INFORMATION:
======
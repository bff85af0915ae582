//! Boardlight Daemon - Match-State Display Server
//!
//! Long-running device process: listens on a fixed TCP address for state
//! tokens from the match server and drives the display animator. The
//! hardware drivers are out of scope here; this binary ships a logging
//! effector so the daemon runs headless.
//!
//! # Usage
//!
//! ```bash
//! # Start with defaults (127.0.0.1:4321)
//! boardlight-daemon
//!
//! # Custom bind address
//! boardlight-daemon --bind 0.0.0.0:4321
//!
//! # With config file
//! boardlight-daemon --config /etc/boardlight/display.toml
//!
//! # Verbose logging
//! RUST_LOG=debug boardlight-daemon
//! ```
//!
//! # Signals
//!
//! - `SIGTERM` / `SIGINT`: graceful shutdown (active animation is
//!   cancelled with the configured grace period)

mod effector;

use std::net::SocketAddr;
use std::path::PathBuf;
use std::sync::Arc;

use anyhow::{Context, Result};
use clap::Parser;
use tokio::signal::unix::{signal, SignalKind};
use tracing::info;

use boardlight_core::{Animator, CancelToken, DisplayConfig, StateListener, StateStore};

use effector::LogEffector;

/// Boardlight daemon - receives match state over TCP and animates the display
#[derive(Parser, Debug)]
#[command(name = "boardlight-daemon")]
#[command(author, version, about, long_about = None)]
pub struct Args {
    /// TCP address to listen on (overrides the config file)
    #[arg(short = 'b', long, env = "BOARDLIGHT_BIND", value_name = "ADDR")]
    bind: Option<SocketAddr>,

    /// Configuration file path
    #[arg(short = 'c', long, env = "BOARDLIGHT_CONFIG", value_name = "FILE")]
    config: Option<PathBuf>,

    /// Log level (trace, debug, info, warn, error)
    #[arg(short = 'l', long, env = "BOARDLIGHT_LOG_LEVEL", default_value = "info")]
    log_level: String,
}

/// Initialize logging with the specified level.
fn init_logging(level: &str) {
    let filter = tracing_subscriber::EnvFilter::try_from_default_env().unwrap_or_else(|_| {
        tracing_subscriber::EnvFilter::new(format!(
            "boardlight_daemon={level},boardlight_core={level}"
        ))
    });

    tracing_subscriber::fmt()
        .with_env_filter(filter)
        .with_target(true)
        .init();
}

/// Spawn the SIGTERM/SIGINT handler that cancels the shutdown token.
fn spawn_signal_handler(shutdown: CancelToken) -> Result<()> {
    let mut sigterm = signal(SignalKind::terminate()).context("failed to install SIGTERM handler")?;
    let mut sigint = signal(SignalKind::interrupt()).context("failed to install SIGINT handler")?;

    tokio::spawn(async move {
        tokio::select! {
            _ = sigterm.recv() => info!("received SIGTERM, initiating shutdown"),
            _ = sigint.recv() => info!("received SIGINT, initiating shutdown"),
        }
        shutdown.cancel();
    });
    Ok(())
}

#[tokio::main]
async fn main() -> Result<()> {
    let args = Args::parse();

    init_logging(&args.log_level);

    info!("boardlight daemon starting");
    info!("version: {}", env!("CARGO_PKG_VERSION"));

    let mut config = match &args.config {
        Some(path) => {
            info!(config_path = ?path, "loading config file");
            DisplayConfig::load(path)
                .with_context(|| format!("failed to load config from {}", path.display()))?
        }
        None => DisplayConfig::default(),
    };
    if let Some(bind) = args.bind {
        config.bind_addr = bind;
    }

    let store = StateStore::new();
    let shutdown = CancelToken::new();
    spawn_signal_handler(shutdown.clone())?;

    // Bind failure is the only fatal startup error.
    let listener = StateListener::bind(config.bind_addr, Arc::clone(&store), shutdown.clone())
        .await
        .with_context(|| format!("failed to bind {}", config.bind_addr))?
        .with_read_timeout(config.read_timeout())
        .with_max_pending(config.max_pending_bytes)
        .with_reaccept(config.reaccept);

    let animator = Animator::new(
        store,
        Arc::new(LogEffector::default()),
        config.schedule_table(),
        shutdown.clone(),
    )
    .with_timing(config.poll_interval(), config.grace_period())
    .with_default_visual(config.default_state);

    // The two activities share nothing but the store and the shutdown
    // token; run both to completion.
    tokio::join!(listener.run(), animator.run());

    info!("boardlight daemon stopped cleanly");
    Ok(())
}
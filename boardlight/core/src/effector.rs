//! Device Effector Seam
//!
//! The animator owns the display hardware exclusively and drives it
//! through this one trait. The actual pixel math - color ramps, brightness
//! curves, image rotation - and the neopixel/LCD driver bindings live
//! behind implementations of [`DeviceEffector`]; the core never touches
//! them.
//!
//! Implementations are expected to be bounded in per-call latency (the
//! animator calls once per frame and checks cancellation between calls)
//! and idempotent when called repeatedly with the same state.

use std::time::Duration;

use thiserror::Error;

use crate::protocol::StateKind;

/// Errors surfaced by a device driver.
///
/// A failure aborts the current animation and the animator falls back to
/// idle; it never crashes the listener side.
#[derive(Debug, Error)]
pub enum EffectorError {
    /// The device could not be reached (bus error, disconnected panel)
    #[error("device unavailable: {0}")]
    Unavailable(String),
    /// The device rejected or failed the frame
    #[error("render failed: {0}")]
    Render(String),
}

/// The one interface the animator renders through.
pub trait DeviceEffector: Send + Sync {
    /// Render one frame of the given state.
    ///
    /// `elapsed` is the time since this animation started, letting
    /// implementations phase their effect without keeping their own
    /// clock. `payload` carries the score value when `kind` is
    /// [`StateKind::Score`].
    fn render_frame(
        &self,
        kind: StateKind,
        payload: Option<i64>,
        elapsed: Duration,
    ) -> Result<(), EffectorError>;
}

/// Effector that renders nothing. For headless runs and tests.
#[derive(Debug, Default)]
pub struct NullEffector;

impl DeviceEffector for NullEffector {
    fn render_frame(
        &self,
        _kind: StateKind,
        _payload: Option<i64>,
        _elapsed: Duration,
    ) -> Result<(), EffectorError> {
        Ok(())
    }
}

#[cfg(test)]
pub(crate) mod test_support {
    //! Recording effector shared by animator and integration tests.

    use std::sync::Arc;

    use parking_lot::Mutex;

    use super::*;

    /// One recorded frame.
    #[derive(Clone, Copy, Debug, PartialEq, Eq)]
    pub struct RenderedFrame {
        pub kind: StateKind,
        pub payload: Option<i64>,
    }

    /// Effector that records every frame, optionally failing on one kind.
    #[derive(Clone, Default)]
    pub struct RecordingEffector {
        frames: Arc<Mutex<Vec<RenderedFrame>>>,
        fail_on: Option<StateKind>,
    }

    impl RecordingEffector {
        pub fn new() -> Self {
            Self::default()
        }

        /// Record frames but fail every render of `kind`.
        pub fn failing_on(kind: StateKind) -> Self {
            Self {
                frames: Arc::default(),
                fail_on: Some(kind),
            }
        }

        pub fn frames(&self) -> Vec<RenderedFrame> {
            self.frames.lock().clone()
        }

        pub fn kinds(&self) -> Vec<StateKind> {
            self.frames.lock().iter().map(|f| f.kind).collect()
        }
    }

    impl DeviceEffector for RecordingEffector {
        fn render_frame(
            &self,
            kind: StateKind,
            payload: Option<i64>,
            _elapsed: Duration,
        ) -> Result<(), EffectorError> {
            self.frames.lock().push(RenderedFrame { kind, payload });
            if self.fail_on == Some(kind) {
                return Err(EffectorError::Render(format!("injected failure for {kind}")));
            }
            Ok(())
        }
    }
}
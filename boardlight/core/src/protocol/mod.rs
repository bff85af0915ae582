//! Wire Protocol
//!
//! Line-oriented state protocol carried over a persistent TCP stream.
//! The match server writes short ASCII tokens, one per line, `\n`-terminated:
//!
//! ```text
//! thinking\n
//! score\n
//! 3\n
//! victory\n
//! ```
//!
//! `score` is the one two-line message: the token line is followed by a
//! value line carrying an integer. Every other message is a single line.
//! Unrecognized tokens decode to [`StateKind::Unknown`] - the display falls
//! back to its default visual rather than treating bad input as an error.

mod decoder;
mod framer;

pub use decoder::MessageDecoder;
pub use framer::{LineFramer, DEFAULT_MAX_PENDING_BYTES};

use std::fmt;

use serde::{Deserialize, Serialize};

/// The fixed set of display states the protocol can name.
///
/// `Unknown` is a real member, not an error: any token outside the
/// recognized set maps to it, and the animator renders the configured
/// default visual for it.
#[derive(Clone, Copy, Debug, PartialEq, Eq, Hash, Serialize, Deserialize)]
#[serde(rename_all = "snake_case")]
pub enum StateKind {
    /// Pre-game option selection screen
    Selection,
    /// The table won the match
    Victory,
    /// The table lost the match
    Defeat,
    /// Match ended in a draw (also the default waiting visual)
    Draw,
    /// Engine is computing a move
    Thinking,
    /// Win-counter display; carries an integer payload
    Score,
    /// A piece is threatened
    UnderAttack,
    /// Blank the display
    Off,
    /// Anything the protocol does not recognize
    Unknown,
}

impl StateKind {
    /// Decode a single trimmed token into a state kind.
    ///
    /// Matching is exact and case-sensitive, like the original wire
    /// protocol. `attack` is accepted as an alias for `under_attack`.
    pub fn parse_token(token: &str) -> Self {
        match token {
            "selection" => Self::Selection,
            "victory" => Self::Victory,
            "lose" => Self::Defeat,
            "draw" => Self::Draw,
            "thinking" => Self::Thinking,
            "score" => Self::Score,
            "under_attack" | "attack" => Self::UnderAttack,
            "off" => Self::Off,
            _ => Self::Unknown,
        }
    }

    /// The canonical wire token for this kind.
    pub fn token(&self) -> &'static str {
        match self {
            Self::Selection => "selection",
            Self::Victory => "victory",
            Self::Defeat => "lose",
            Self::Draw => "draw",
            Self::Thinking => "thinking",
            Self::Score => "score",
            Self::UnderAttack => "under_attack",
            Self::Off => "off",
            Self::Unknown => "unknown",
        }
    }
}

impl fmt::Display for StateKind {
    fn fmt(&self, f: &mut fmt::Formatter<'_>) -> fmt::Result {
        write!(f, "{}", self.token())
    }
}

/// One decoded state message.
///
/// Created at decode time, lives only long enough to overwrite the
/// [`StateStore`](crate::state::StateStore) slot, then discarded. Only
/// `Score` carries a payload.
#[derive(Clone, Copy, Debug, PartialEq, Eq)]
pub struct StateMessage {
    /// Which display state this message names
    pub kind: StateKind,
    /// Integer payload (win count for `Score`)
    pub payload: Option<i64>,
}

impl StateMessage {
    /// Payload-free message for a kind.
    pub fn new(kind: StateKind) -> Self {
        Self {
            kind,
            payload: None,
        }
    }

    /// Score message with a win count.
    pub fn score(count: i64) -> Self {
        Self {
            kind: StateKind::Score,
            payload: Some(count),
        }
    }

    /// Encode this message to its wire form (terminators included).
    ///
    /// `Score` produces the two-line pair `score\n<n>\n` with a missing
    /// payload encoded as 0, matching what the decoder assumes on the
    /// receiving side. `Unknown` encodes as the literal token `unknown`,
    /// which any receiver maps straight back to `Unknown`.
    pub fn encode(&self) -> String {
        match self.kind {
            StateKind::Score => format!("score\n{}\n", self.payload.unwrap_or(0)),
            kind => format!("{}\n", kind.token()),
        }
    }
}

impl fmt::Display for StateMessage {
    fn fmt(&self, f: &mut fmt::Formatter<'_>) -> fmt::Result {
        match self.payload {
            Some(n) => write!(f, "{}({n})", self.kind),
            None => write!(f, "{}", self.kind),
        }
    }
}
//! State Sender
//!
//! The connect-and-send side of the protocol, used by the remote decision
//! process (the match server) to push display states. Fire-and-forget:
//! tokens are written newline-terminated and no response is ever read.
//!
//! ```no_run
//! # use boardlight_core::client::StateSender;
//! # use boardlight_core::protocol::{StateKind, StateMessage};
//! # async fn example() -> std::io::Result<()> {
//! let mut sender = StateSender::connect("127.0.0.1:4321".parse().unwrap()).await?;
//! sender.send(&StateMessage::new(StateKind::Thinking)).await?;
//! sender.send(&StateMessage::score(3)).await?;
//! # Ok(())
//! # }
//! ```

use std::net::SocketAddr;

use tokio::io::AsyncWriteExt;
use tokio::net::TcpStream;
use tracing::debug;

use crate::protocol::StateMessage;

/// Fire-and-forget sender for display states.
pub struct StateSender {
    stream: TcpStream,
}

impl StateSender {
    /// Connect to the display's fixed address.
    pub async fn connect(addr: SocketAddr) -> std::io::Result<Self> {
        let stream = TcpStream::connect(addr).await?;
        debug!(addr = %addr, "connected to display");
        Ok(Self { stream })
    }

    /// Write one message's wire encoding. No response is expected.
    pub async fn send(&mut self, msg: &StateMessage) -> std::io::Result<()> {
        self.stream.write_all(msg.encode().as_bytes()).await?;
        self.stream.flush().await
    }
}
//! # Cutflow Accumulator
//!
//! Raw and weighted event counts per step and category.
//!
//! Recording is explicit: only steps a caller asks for get rows, so the
//! reporting granularity can be coarser than the cut granularity. Rows are
//! kept in step-declaration order, then category-declaration order.

use crate::batch::{EventBatch, Field};
use crate::graph::Step;
use crate::mask::Mask;
use crate::primitives::INCLUSIVE_CATEGORY;
use crate::types::{CutflowError, Result};
use indexmap::IndexMap;
use serde::{Deserialize, Serialize};
use std::collections::BTreeMap;

// =============================================================================
// WEIGHTING
// =============================================================================

/// How per-event weights are obtained for weighted counts.
#[derive(Debug, Clone, Default, PartialEq, Eq, Serialize, Deserialize)]
pub enum Weighting {
    /// Every event weighs 1.0.
    #[default]
    Unit,
    /// A single weight field.
    Field(String),
    /// The product of the `multiply` fields divided by the `divide` fields.
    Product {
        multiply: Vec<String>,
        #[serde(default)]
        divide: Vec<String>,
    },
}

impl Weighting {
    /// Product of `fields`, with nothing divided out.
    pub fn product<I, S>(fields: I) -> Self
    where
        I: IntoIterator<Item = S>,
        S: Into<String>,
    {
        Weighting::Product {
            multiply: fields.into_iter().map(Into::into).collect(),
            divide: Vec::new(),
        }
    }

    /// Resolve per-event weights from the batch. `None` means unit weights.
    ///
    /// Per-object weight fields (scale factors) are reduced to one weight
    /// per event by taking the product over the event's objects. A divisor
    /// that is zero for some event is a `ZeroWeight` error.
    pub fn resolve(&self, batch: &EventBatch) -> Result<Option<Vec<f64>>> {
        let (multiply, divide): (&[String], &[String]) = match self {
            Weighting::Unit => return Ok(None),
            Weighting::Field(name) => (std::slice::from_ref(name), &[]),
            Weighting::Product { multiply, divide } => (multiply, divide),
        };
        let mut weights = vec![1.0; batch.len()];
        for name in multiply {
            for (w, f) in weights.iter_mut().zip(event_weights(batch, name)?) {
                *w *= f;
            }
        }
        for name in divide {
            for (event, (w, f)) in weights.iter_mut().zip(event_weights(batch, name)?).enumerate() {
                if f == 0.0 {
                    return Err(CutflowError::ZeroWeight {
                        field: name.clone(),
                        event,
                    });
                }
                *w /= f;
            }
        }
        Ok(Some(weights))
    }
}

fn event_weights(batch: &EventBatch, path: &str) -> Result<Vec<f64>> {
    match batch.field(path)? {
        Field::Scalar(values) => Ok(values.to_f64()),
        Field::Jagged { offsets, values } => {
            let flat = values.to_f64();
            Ok(offsets
                .windows(2)
                .map(|w| flat[w[0]..w[1]].iter().product())
                .collect())
        }
    }
}

// =============================================================================
// CUTFLOW ROW
// =============================================================================

/// Counts surviving one step in one category.
#[derive(Debug, Clone, PartialEq, Serialize, Deserialize)]
pub struct CutflowRow {
    pub step: String,
    /// Parent step, used for relative efficiencies. `None` for the root.
    pub parent: Option<String>,
    /// Category label, or `inclusive` for uncategorized steps.
    pub category: String,
    pub raw: u64,
    pub weighted: f64,
    pub weighted_sq: f64,
}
======
TASK DESCRIPTION: Every line above carrying the word "Serialize" needs to be shown.

WRITTEN RESPONSE:
use serde::{Deserialize, Serialize};
#[derive(Clone, Copy, Debug, PartialEq, Eq, Hash, Serialize, Deserialize)]
use serde::{Deserialize, Serialize};
#[derive(Debug, Clone, Default, PartialEq, Eq, Serialize, Deserialize)]
#[derive(Debug, Clone, PartialEq, Serialize, Deserialize)]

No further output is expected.